The required output is every entry, printed exactly as written.
START Source information
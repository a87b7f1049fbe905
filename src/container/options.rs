//! Container options.
//!
//! Options are built by applying an ordered list of [`ContainerOption`]
//! values to [`Options::default`]. Each option owns a fixed set of fields;
//! when two options touch the same field the later one wins, otherwise their
//! order does not matter.
//!
//! ```ignore
//! use depdock::container::options::{self, Options};
//!
//! let opts = Options::build([
//!     options::image_repository("redis"),
//!     options::image_tag("6-alpine"),
//!     options::ports([6379]),
//! ]);
//! assert_eq!(opts.image(), "redis:6-alpine");
//! ```

use std::sync::Arc;
use std::time::Duration;

use crate::container::engine::{with_protocol, CreateSpec, PortBinding};
use crate::container::probe::{HealthProbe, Initializer};
use crate::container::retry::RetryPolicy;

/// Tag used when none (or an empty one) is given.
pub const DEFAULT_TAG: &str = "latest";

/// Host used to reach published ports when the caller is not containerized.
pub const DEFAULT_HOST: &str = "127.0.0.1";

/// A readiness probe together with the budget it is polled with.
#[derive(Clone)]
pub struct HealthCheck {
    pub probe: Arc<dyn HealthProbe>,
    pub policy: RetryPolicy,
}

/// Resolved configuration of one dependency container.
#[derive(Clone)]
pub struct Options {
    pub repository: String,
    pub tag: String,
    pub env: Vec<String>,
    pub exposed_ports: Vec<String>,
    pub port_bindings: Vec<PortBinding>,
    pub command: Option<Vec<String>>,
    pub health_check: Option<HealthCheck>,
    pub initializer: Option<Arc<dyn Initializer>>,
    pub name: Option<String>,
    /// Host used to build the endpoint when running on the host.
    pub host: String,
    /// Span every lifecycle event of the container is logged under.
    pub span: Option<tracing::Span>,
}

impl Default for Options {
    fn default() -> Self {
        Self {
            repository: String::new(),
            tag: DEFAULT_TAG.to_string(),
            env: Vec::new(),
            exposed_ports: Vec::new(),
            port_bindings: Vec::new(),
            command: None,
            health_check: None,
            initializer: None,
            name: None,
            host: DEFAULT_HOST.to_string(),
            span: None,
        }
    }
}

impl Options {
    /// Applies `options` in order to a default value.
    pub fn build(options: impl IntoIterator<Item = ContainerOption>) -> Self {
        let mut built = Self::default();
        built.apply_all(options);
        built
    }

    /// Applies further options on top of the current values.
    pub fn apply_all(&mut self, options: impl IntoIterator<Item = ContainerOption>) {
        for option in options {
            option.apply(self);
        }
    }

    /// Full image reference, `repository:tag`.
    pub fn image(&self) -> String {
        let tag = if self.tag.is_empty() {
            DEFAULT_TAG
        } else {
            &self.tag
        };
        format!("{}:{}", self.repository, tag)
    }

    /// Parameters handed to the engine when the container is created.
    pub fn create_spec(&self) -> CreateSpec {
        CreateSpec {
            name: self.name.clone(),
            image: self.image(),
            env: self.env.clone(),
            cmd: self.command.clone(),
            exposed_ports: self.exposed_ports.clone(),
            port_bindings: self.port_bindings.clone(),
        }
    }
}

impl std::fmt::Debug for Options {
    fn fmt(&self, f: &mut std::fmt::Formatter<'_>) -> std::fmt::Result {
        f.debug_struct("Options")
            .field("repository", &self.repository)
            .field("tag", &self.tag)
            .field("env", &self.env)
            .field("exposed_ports", &self.exposed_ports)
            .field("port_bindings", &self.port_bindings)
            .field("command", &self.command)
            .field(
                "health_check",
                &self.health_check.as_ref().map(|check| check.policy),
            )
            .field("initializer", &self.initializer.is_some())
            .field("name", &self.name)
            .field("host", &self.host)
            .finish()
    }
}

/// One configuration step. The set is closed; each variant sets only the
/// fields named in its documentation.
#[derive(Clone)]
pub enum ContainerOption {
    /// Sets `repository`.
    ImageRepository(String),
    /// Sets `tag`; empty means `latest`.
    ImageTag(String),
    /// Replaces `env`.
    Env(Vec<String>),
    /// Replaces `exposed_ports`.
    ExposePorts(Vec<String>),
    /// Replaces `port_bindings`.
    HostPortBindings(Vec<PortBinding>),
    /// Replaces both `exposed_ports` and `port_bindings`, publishing each
    /// port on the same host port.
    Ports(Vec<u16>),
    /// Sets `command`.
    RunCommand(Vec<String>),
    /// Sets `health_check`.
    HealthCheck(HealthCheck),
    /// Sets `initializer`.
    Initializer(Arc<dyn Initializer>),
    /// Sets `name`.
    Name(String),
    /// Sets `host`.
    Host(String),
    /// Sets `span`.
    Span(tracing::Span),
}

impl ContainerOption {
    pub fn apply(self, options: &mut Options) {
        match self {
            ContainerOption::ImageRepository(repository) => options.repository = repository,
            ContainerOption::ImageTag(tag) => {
                options.tag = if tag.is_empty() {
                    DEFAULT_TAG.to_string()
                } else {
                    tag
                };
            }
            ContainerOption::Env(env) => options.env = env,
            ContainerOption::ExposePorts(ports) => {
                options.exposed_ports = ports.into_iter().map(with_protocol).collect();
            }
            ContainerOption::HostPortBindings(bindings) => options.port_bindings = bindings,
            ContainerOption::Ports(ports) => {
                options.exposed_ports = ports.iter().map(|p| format!("{p}/tcp")).collect();
                options.port_bindings = ports
                    .iter()
                    .map(|p| PortBinding::new(p.to_string(), p.to_string()))
                    .collect();
            }
            ContainerOption::RunCommand(command) => options.command = Some(command),
            ContainerOption::HealthCheck(check) => options.health_check = Some(check),
            ContainerOption::Initializer(init) => options.initializer = Some(init),
            ContainerOption::Name(name) => options.name = Some(name),
            ContainerOption::Host(host) => options.host = host,
            ContainerOption::Span(span) => options.span = Some(span),
        }
    }
}

pub fn image_repository(repository: impl Into<String>) -> ContainerOption {
    ContainerOption::ImageRepository(repository.into())
}

pub fn image_tag(tag: impl Into<String>) -> ContainerOption {
    ContainerOption::ImageTag(tag.into())
}

pub fn env<I, S>(vars: I) -> ContainerOption
where
    I: IntoIterator<Item = S>,
    S: Into<String>,
{
    ContainerOption::Env(vars.into_iter().map(Into::into).collect())
}

pub fn expose_ports<I, S>(ports: I) -> ContainerOption
where
    I: IntoIterator<Item = S>,
    S: Into<String>,
{
    ContainerOption::ExposePorts(ports.into_iter().map(Into::into).collect())
}

pub fn host_port_bindings(bindings: impl IntoIterator<Item = PortBinding>) -> ContainerOption {
    ContainerOption::HostPortBindings(bindings.into_iter().collect())
}

pub fn ports(ports: impl IntoIterator<Item = u16>) -> ContainerOption {
    ContainerOption::Ports(ports.into_iter().collect())
}

pub fn run_command<I, S>(command: I) -> ContainerOption
where
    I: IntoIterator<Item = S>,
    S: Into<String>,
{
    ContainerOption::RunCommand(command.into_iter().map(Into::into).collect())
}

/// Polls `probe` ten times with `delay` between attempts.
pub fn health_check(probe: Arc<dyn HealthProbe>, delay: Duration) -> ContainerOption {
    health_check_with_policy(probe, RetryPolicy::with_delay(delay))
}

pub fn health_check_with_policy(probe: Arc<dyn HealthProbe>, policy: RetryPolicy) -> ContainerOption {
    ContainerOption::HealthCheck(HealthCheck { probe, policy })
}

pub fn initializer(init: Arc<dyn Initializer>) -> ContainerOption {
    ContainerOption::Initializer(init)
}

pub fn name(name: impl Into<String>) -> ContainerOption {
    ContainerOption::Name(name.into())
}

pub fn host(host: impl Into<String>) -> ContainerOption {
    ContainerOption::Host(host.into())
}

pub fn span(span: tracing::Span) -> ContainerOption {
    ContainerOption::Span(span)
}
END Source information
**Solution**:
repository a87b7f1049fbe905
filename src/container/options.rs
//! Container options.
//!
//! Options are built by applying an ordered list of [`ContainerOption`]
//! values to [`Options::default`]. Each option owns a fixed set of fields;
//! when two options touch the same field the later one wins, otherwise their
//! order does not matter.
//!
//! ```ignore
//! use depdock::container::options::{self, Options};
//!
//! let opts = Options::build([
//!     options::image_repository("redis"),
//!     options::image_tag("6-alpine"),
//!     options::ports([6379]),
//! ]);
//! assert_eq!(opts.image(), "redis:6-alpine");
//! ```

use std::sync::Arc;
use std::time::Duration;

use crate::container::engine::{with_protocol, CreateSpec, PortBinding};
use crate::container::probe::{HealthProbe, Initializer};
use crate::container::retry::RetryPolicy;

/// Tag used when none (or an empty one) is given.
pub const DEFAULT_TAG: &str = "latest";

/// Host used to reach published ports when the caller is not containerized.
pub const DEFAULT_HOST: &str = "127.0.0.1";

/// A readiness probe together with the budget it is polled with.
#[derive(Clone)]
pub struct HealthCheck {
    pub probe: Arc<dyn HealthProbe>,
    pub policy: RetryPolicy,
}

/// Resolved configuration of one dependency container.
#[derive(Clone)]
pub struct Options {
    pub repository: String,
    pub tag: String,
    pub env: Vec<String>,
    pub exposed_ports: Vec<String>,
    pub port_bindings: Vec<PortBinding>,
    pub command: Option<Vec<String>>,
    pub health_check: Option<HealthCheck>,
    pub initializer: Option<Arc<dyn Initializer>>,
    pub name: Option<String>,
    /// Host used to build the endpoint when running on the host.
    pub host: String,
    /// Span every lifecycle event of the container is logged under.
    pub span: Option<tracing::Span>,
}

impl Default for Options {
    fn default() -> Self {
        Self {
            repository: String::new(),
            tag: DEFAULT_TAG.to_string(),
            env: Vec::new(),
            exposed_ports: Vec::new(),
            port_bindings: Vec::new(),
            command: None,
            health_check: None,
            initializer: None,
            name: None,
            host: DEFAULT_HOST.to_string(),
            span: None,
        }
    }
}

impl Options {
    /// Applies `options` in order to a default value.
    pub fn build(options: impl IntoIterator<Item = ContainerOption>) -> Self {
        let mut built = Self::default();
        built.apply_all(options);
        built
    }

    /// Applies further options on top of the current values.
    pub fn apply_all(&mut self, options: impl IntoIterator<Item = ContainerOption>) {
        for option in options {
            option.apply(self);
        }
    }

    /// Full image reference, `repository:tag`.
    pub fn image(&self) -> String {
        let tag = if self.tag.is_empty() {
            DEFAULT_TAG
        } else {
            &self.tag
        };
        format!("{}:{}", self.repository, tag)
    }

    /// Parameters handed to the engine when the container is created.
    pub fn create_spec(&self) -> CreateSpec {
        CreateSpec {
            name: self.name.clone(),
            image: self.image(),
            env: self.env.clone(),
            cmd: self.command.clone(),
            exposed_ports: self.exposed_ports.clone(),
            port_bindings: self.port_bindings.clone(),
        }
    }
}

impl std::fmt::Debug for Options {
    fn fmt(&self, f: &mut std::fmt::Formatter<'_>) -> std::fmt::Result {
        f.debug_struct("Options")
            .field("repository", &self.repository)
            .field("tag", &self.tag)
            .field("env", &self.env)
            .field("exposed_ports", &self.exposed_ports)
            .field("port_bindings", &self.port_bindings)
            .field("command", &self.command)
            .field(
                "health_check",
                &self.health_check.as_ref().map(|check| check.policy),
            )
            .field("initializer", &self.initializer.is_some())
            .field("name", &self.name)
            .field("host", &self.host)
            .finish()
    }
}

/// One configuration step. The set is closed; each variant sets only the
/// fields named in its documentation.
#[derive(Clone)]
pub enum ContainerOption {
    /// Sets `repository`.
    ImageRepository(String),
    /// Sets `tag`; empty means `latest`.
    ImageTag(String),
    /// Replaces `env`.
    Env(Vec<String>),
    /// Replaces `exposed_ports`.
    ExposePorts(Vec<String>),
    /// Replaces `port_bindings`.
    HostPortBindings(Vec<PortBinding>),
    /// Replaces both `exposed_ports` and `port_bindings`, publishing each
    /// port on the same host port.
    Ports(Vec<u16>),
    /// Sets `command`.
    RunCommand(Vec<String>),
    /// Sets `health_check`.
    HealthCheck(HealthCheck),
    /// Sets `initializer`.
    Initializer(Arc<dyn Initializer>),
    /// Sets `name`.
    Name(String),
    /// Sets `host`.
    Host(String),
    /// Sets `span`.
    Span(tracing::Span),
}

impl ContainerOption {
    pub fn apply(self, options: &mut Options) {
        match self {
            ContainerOption::ImageRepository(repository) => options.repository = repository,
            ContainerOption::ImageTag(tag) => {
                options.tag = if tag.is_empty() {
                    DEFAULT_TAG.to_string()
                } else {
                    tag
                };
            }
            ContainerOption::Env(env) => options.env = env,
            ContainerOption::ExposePorts(ports) => {
                options.exposed_ports = ports.into_iter().map(with_protocol).collect();
            }
            ContainerOption::HostPortBindings(bindings) => options.port_bindings = bindings,
            ContainerOption::Ports(ports) => {
                options.exposed_ports = ports.iter().map(|p| format!("{p}/tcp")).collect();
                options.port_bindings = ports
                    .iter()
                    .map(|p| PortBinding::new(p.to_string(), p.to_string()))
                    .collect();
            }
            ContainerOption::RunCommand(command) => options.command = Some(command),
            ContainerOption::HealthCheck(check) => options.health_check = Some(check),
            ContainerOption::Initializer(init) => options.initializer = Some(init),
            ContainerOption::Name(name) => options.name = Some(name),
            ContainerOption::Host(host) => options.host = host,
            ContainerOption::Span(span) => options.span = Some(span),
        }
    }
}

pub fn image_repository(repository: impl Into<String>) -> ContainerOption {
    ContainerOption::ImageRepository(repository.into())
}

pub fn image_tag(tag: impl Into<String>) -> ContainerOption {
    ContainerOption::ImageTag(tag.into())
}

pub fn env<I, S>(vars: I) -> ContainerOption
where
    I: IntoIterator<Item = S>,
    S: Into<String>,
{
    ContainerOption::Env(vars.into_iter().map(Into::into).collect())
}

pub fn expose_ports<I, S>(ports: I) -> ContainerOption
where
    I: IntoIterator<Item = S>,
    S: Into<String>,
{
    ContainerOption::ExposePorts(ports.into_iter().map(Into::into).collect())
}

pub fn host_port_bindings(bindings: impl IntoIterator<Item = PortBinding>) -> ContainerOption {
    ContainerOption::HostPortBindings(bindings.into_iter().collect())
}

pub fn ports(ports: impl IntoIterator<Item = u16>) -> ContainerOption {
    ContainerOption::Ports(ports.into_iter().collect())
}

pub fn run_command<I, S>(command: I) -> ContainerOption
where
    I: IntoIterator<Item = S>,
    S: Into<String>,
{
    ContainerOption::RunCommand(command.into_iter().map(Into::into).collect())
}

/// Polls `probe` ten times with `delay` between attempts.
pub fn health_check(probe: Arc<dyn HealthProbe>, delay: Duration) -> ContainerOption {
    health_check_with_policy(probe, RetryPolicy::with_delay(delay))
}

pub fn health_check_with_policy(probe: Arc<dyn HealthProbe>, policy: RetryPolicy) -> ContainerOption {
    ContainerOption::HealthCheck(HealthCheck { probe, policy })
}

pub fn initializer(init: Arc<dyn Initializer>) -> ContainerOption {
    ContainerOption::Initializer(init)
}

pub fn name(name: impl Into<String>) -> ContainerOption {
    ContainerOption::Name(name.into())
}

pub fn host(host: impl Into<String>) -> ContainerOption {
    ContainerOption::Host(host.into())
}

pub fn span(span: tracing::Span) -> ContainerOption {
    ContainerOption::Span(span)
}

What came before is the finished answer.